Normally there is a short period (3–5 days) immediately after birth when the new mother feels an inexplicable sadness until her body adapts to the new condition (physical, hormonal, and mental). If this period is prolonged and the symptoms increase, consult a doctor.

It is estimated that one in ten mothers will experience postpartum depression. Women who develop DPP may go undiagnosed because their mother is most often seen by an obstetrician at birth and a six-week check-up. There is still the family doctor and the pediatrician who examines the mother and the baby, but this also happens weekly in the first month after the birth and then every two months.

It is important to diagnose depression after birth. There is specific treatment. Untreated can diminish the joy of being a mother. Moreover, the child is at a higher risk of developing depression over time.

Depression can negatively affect the mother-child relationship

Numerous factors are associated with DPP: biological, interpersonal, intrapsychic. There are no racial differences, but rather some socio-economic ones: mothers from disadvantaged backgrounds have a greater predisposition to depression.

Regardless of this, family support has a central role: both that of the husband and that of friends and parents. The couple's problems are also at the root of the DPP, as is domestic violence. Other elements can play a detrimental role on the mental state of the young mother: multiple pregnancies, fetal malformation, or drug addiction. It seems that women living in the city are more at risk of this disease than women in the country.

And the context of the birth is very important: prolonged labor, difficult expulsion, use of forceps, general anesthesia, cesarean section are circumstances that favor depression. If the pregnancy was not desired, the woman is unprepared, the birth and the demands of the newborn to feed induce the feeling of self-depreciation and incompetence that can trigger the symptoms.

A psychiatric history, a negative perception of a change in body image, a marked sadness from the first postpartum days, or even a euphoric state are alarm signals. Irritable, the mother misunderstands her baby, who in turn becomes agitated and creates a vicious circle that can lead to neglect or abuse.

The role of family and friends

The newborn of a depressed mother is nervous, may vomit, and even die suddenly. DPP also has repercussions on the couple's life: husband's depression and, in almost one in ten cases, divorce. The role of the family and especially of the husband is very important in the therapy of postpartum depression, which is desirable to encourage her in discussions to show her understanding, to offer her emotional support.

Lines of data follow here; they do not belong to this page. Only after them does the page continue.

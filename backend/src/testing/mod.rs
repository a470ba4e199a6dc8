//! Testing utilities.
//!
//! Provides an in-memory upstream so handlers and services can be
//! exercised without network access.

mod mock;

pub use mock::{MockCall, MockResponse, MockUpstream};
pub mod notebook;
pub mod repository;

pub use notebook::*;
pub use repository::*;
//! Directory and file navigation within one repository
//!
//! Each navigation takes a ticket from a monotonically increasing counter.
//! When its fetch completes, the result is applied only if no newer
//! navigation has started since; otherwise it is dropped. Rapid clicks
//! therefore always settle on the last target, whatever order the
//! responses arrive in.
//!
//! The HTTP surface is stateless, so no handler holds a session; this is a
//! library helper for clients that keep one per visitor and drive it with
//! their own [`UpstreamApi`].

use std::sync::atomic::{AtomicU64, Ordering};

use serde::Serialize;
use serde_json::Value;
use tokio::sync::RwLock;
use tracing::debug;

use super::github::{GitHubError, UpstreamApi};
use crate::render::{FileViewer, RenderedView};

#[derive(Debug, Clone, PartialEq, Eq)]
pub enum BrowseTarget {
    Directory(String),
    File(String),
}

#[derive(Debug, Clone, Serialize)]
#[serde(tag = "type", rename_all = "camelCase")]
pub enum BrowseView {
    Empty,
    Directory { path: String, entries: Value },
    File { path: String, view: RenderedView },
}

/// Outcome of a navigation
#[derive(Debug, Clone, Copy, PartialEq, Eq)]
pub enum Navigation {
    Applied,
    /// A newer navigation started before this one finished
    Superseded,
}

#[derive(Debug)]
pub struct BrowseSession {
    owner: String,
    repo: String,
    git_ref: String,
    generation: AtomicU64,
    view: RwLock<BrowseView>,
}

impl BrowseSession {
    pub fn new(owner: impl Into<String>, repo: impl Into<String>, git_ref: impl Into<String>) -> Self {
        Self {
            owner: owner.into(),
            repo: repo.into(),
            git_ref: git_ref.into(),
            generation: AtomicU64::new(0),
            view: RwLock::new(BrowseView::Empty),
        }
    }

    pub async fn view(&self) -> BrowseView {
        self.view.read().await.clone()
    }

    /// Fetch `target` and show it unless superseded. A failed fetch keeps
    /// the previous view.
    pub async fn navigate(
        &self,
        upstream: &dyn UpstreamApi,
        target: BrowseTarget,
    ) -> Result<Navigation, GitHubError> {
        let ticket = self.generation.fetch_add(1, Ordering::SeqCst) + 1;
        let fetched = self.fetch(upstream, target).await;

        if self.generation.load(Ordering::SeqCst) != ticket {
            debug!("Dropping stale navigation result (ticket {ticket})");
            return Ok(Navigation::Superseded);
        }

        let next = fetched?;
        let mut view = self.view.write().await;
        // re-check under the lock so a newer result already written wins
        if self.generation.load(Ordering::SeqCst) != ticket {
            return Ok(Navigation::Superseded);
        }
        *view = next;
        Ok(Navigation::Applied)
    }

    async fn fetch(
        &self,
        upstream: &dyn UpstreamApi,
        target: BrowseTarget,
    ) -> Result<BrowseView, GitHubError> {
        match target {
            BrowseTarget::Directory(path) => {
                let entries = upstream
                    .contents(&self.owner, &self.repo, &path, &self.git_ref)
                    .await?;
                Ok(BrowseView::Directory { path, entries })
            }
            BrowseTarget::File(path) => {
                let payload = upstream
                    .file(&self.owner, &self.repo, &path, &self.git_ref)
                    .await?;
                let content = payload
                    .get("decodedContent")
                    .and_then(Value::as_str)
                    .unwrap_or_default();
                let name = path.rsplit('/').next().unwrap_or(&path);
                let view = FileViewer::open(name, content).render();
                Ok(BrowseView::File { path, view })
            }
        }
    }
}
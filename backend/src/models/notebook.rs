//! Jupyter notebook document model
//!
//! Only the fields the renderer needs are read. Multiline text fields may be
//! either a list of strings or a single string, as the nbformat allows both.

use serde::Deserialize;
use serde_json::{Map, Value};

/// Text stored either as a list of line fragments or as one string
#[derive(Debug, Clone, PartialEq, Eq, Deserialize)]
#[serde(untagged)]
pub enum MultilineText {
    Lines(Vec<String>),
    Single(String),
}

impl MultilineText {
    /// Concatenate the fragments verbatim
    pub fn joined(&self) -> String {
        match self {
            Self::Lines(lines) => lines.concat(),
            Self::Single(s) => s.clone(),
        }
    }
}

impl Default for MultilineText {
    fn default() -> Self {
        Self::Lines(Vec::new())
    }
}

/// Parsed notebook. `cells` is required; its order is the display order.
#[derive(Debug, Clone, Deserialize)]
pub struct NotebookDocument {
    pub cells: Vec<Cell>,
    #[serde(default)]
    pub metadata: NotebookMetadata,
}

impl NotebookDocument {
    /// Kernel display name, falling back to the kernel name, then `Unknown`
    pub fn kernel_name(&self) -> &str {
        let spec = self.metadata.kernelspec.as_ref();
        spec.and_then(|k| k.display_name.as_deref())
            .filter(|s| !s.is_empty())
            .or_else(|| spec.and_then(|k| k.name.as_deref()).filter(|s| !s.is_empty()))
            .unwrap_or("Unknown")
    }
}

#[derive(Debug, Clone, Default, Deserialize)]
pub struct NotebookMetadata {
    #[serde(default)]
    pub kernelspec: Option<KernelSpec>,
}

#[derive(Debug, Clone, Default, Deserialize)]
pub struct KernelSpec {
    #[serde(default)]
    pub display_name: Option<String>,
    #[serde(default)]
    pub name: Option<String>,
}

#[derive(Debug, Clone, Copy, PartialEq, Eq)]
pub enum CellType {
    Code,
    Markdown,
    Raw,
}

impl CellType {
    /// Unknown cell types are shown as raw text
    fn from_name(name: &str) -> Self {
        match name {
            "code" => Self::Code,
            "markdown" => Self::Markdown,
            _ => Self::Raw,
        }
    }

    pub fn label(self) -> &'static str {
        match self {
            Self::Code => "Code",
            Self::Markdown => "Markdown",
            Self::Raw => "Raw",
        }
    }
}

#[derive(Debug, Clone, Deserialize)]
#[serde(from = "RawCell")]
pub struct Cell {
    pub cell_type: CellType,
    pub source: MultilineText,
    pub outputs: Vec<Output>,
    pub execution_count: Option<i64>,
}

#[derive(Deserialize)]
struct RawCell {
    cell_type: String,
    #[serde(default)]
    source: MultilineText,
    #[serde(default)]
    outputs: Vec<RawOutput>,
    #[serde(default)]
    execution_count: Option<i64>,
}

impl From<RawCell> for Cell {
    fn from(raw: RawCell) -> Self {
        Self {
            cell_type: CellType::from_name(&raw.cell_type),
            source: raw.source,
            outputs: raw.outputs.into_iter().filter_map(Output::from_raw).collect(),
            execution_count: raw.execution_count,
        }
    }
}

/// One cell output, classified by the first field that matches.
///
/// Match order: stream text, then rich data (`text/html`, `image/png`,
/// `text/plain`), then error traceback. Outputs matching none are dropped.
#[derive(Debug, Clone, PartialEq, Eq)]
pub enum Output {
    Stream(String),
    Rich(RichOutput),
    Error(Vec<String>),
}

#[derive(Debug, Clone, PartialEq, Eq)]
pub enum RichOutput {
    Html(String),
    /// Base64 payload, not yet decoded
    Png(String),
    Plain(String),
}

impl RichOutput {
    fn from_data(data: &Map<String, Value>) -> Option<Self> {
        if let Some(html) = data.get("text/html").and_then(text_of) {
            return Some(Self::Html(html));
        }
        if let Some(png) = data.get("image/png").and_then(text_of) {
            return Some(Self::Png(png));
        }
        data.get("text/plain").and_then(text_of).map(Self::Plain)
    }
}

/// Text content of a MIME bundle entry; non-text payloads yield `None`
fn text_of(value: &Value) -> Option<String> {
    match value {
        Value::String(s) => Some(s.clone()),
        Value::Array(items) => items
            .iter()
            .map(|v| v.as_str())
            .collect::<Option<Vec<_>>>()
            .map(|parts| parts.concat()),
        _ => None,
    }
}

#[derive(Debug, Default, Deserialize)]
struct RawOutput {
    #[serde(default)]
    text: Option<MultilineText>,
    #[serde(default)]
    data: Option<Map<String, Value>>,
    #[serde(default)]
    traceback: Option<Vec<String>>,
}

impl Output {
    fn from_raw(raw: RawOutput) -> Option<Self> {
        if let Some(text) = raw.text {
            return Some(Self::Stream(text.joined()));
        }
        if let Some(rich) = raw.data.as_ref().and_then(RichOutput::from_data) {
            return Some(Self::Rich(rich));
        }
        raw.traceback.map(Self::Error)
    }
}
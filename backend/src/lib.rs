//! Repofolio - a curated GitHub repository portfolio
//!
//! This library provides the curated list store, the upstream GitHub proxy
//! and the file rendering pipeline behind the portfolio's HTTP API.

use std::sync::Arc;

pub mod config;
pub mod error;
pub mod handlers;
pub mod models;
pub mod render;
pub mod services;
pub mod testing;

pub use config::{Config, ConfigError};
pub use error::AppError;
pub use models::{RepoCatalog, RepoQuery, RepositoryEntry};
pub use render::{FileViewer, RenderKind, RenderedView, ViewMode};
pub use services::{
    AdminAuth, AdminGuard, GitHubClient, GitHubError, RepoStore, StoreError, UpstreamApi,
};

/// Application state shared across handlers
pub struct AppState {
    pub config: Config,
    pub store: RepoStore,
    pub upstream: Arc<dyn UpstreamApi>,
}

It is good to limit the visits and to say with courage "no" when the new mother does not want them. The help of people who offer to contribute to household chores is auspicious. It should be noted that DPP is treated and the treatment leads to complete remission. The therapy depends on the severity of the depression (through psychotherapy and medication, with antidepressants frequently in combination with anxiolytics and hypnotics, recommended by the specialist, if the woman is not breastfeeding, when they are contraindicated).

When hospitalization is necessary, it will be done preferably mother-child. The mother needs to relearn to take care of the child, in parallel with the improvement of his condition. Couple or group therapies are very effective. The earlier DPP is recognized and treated, the sooner a woman can enjoy her new life as a mother!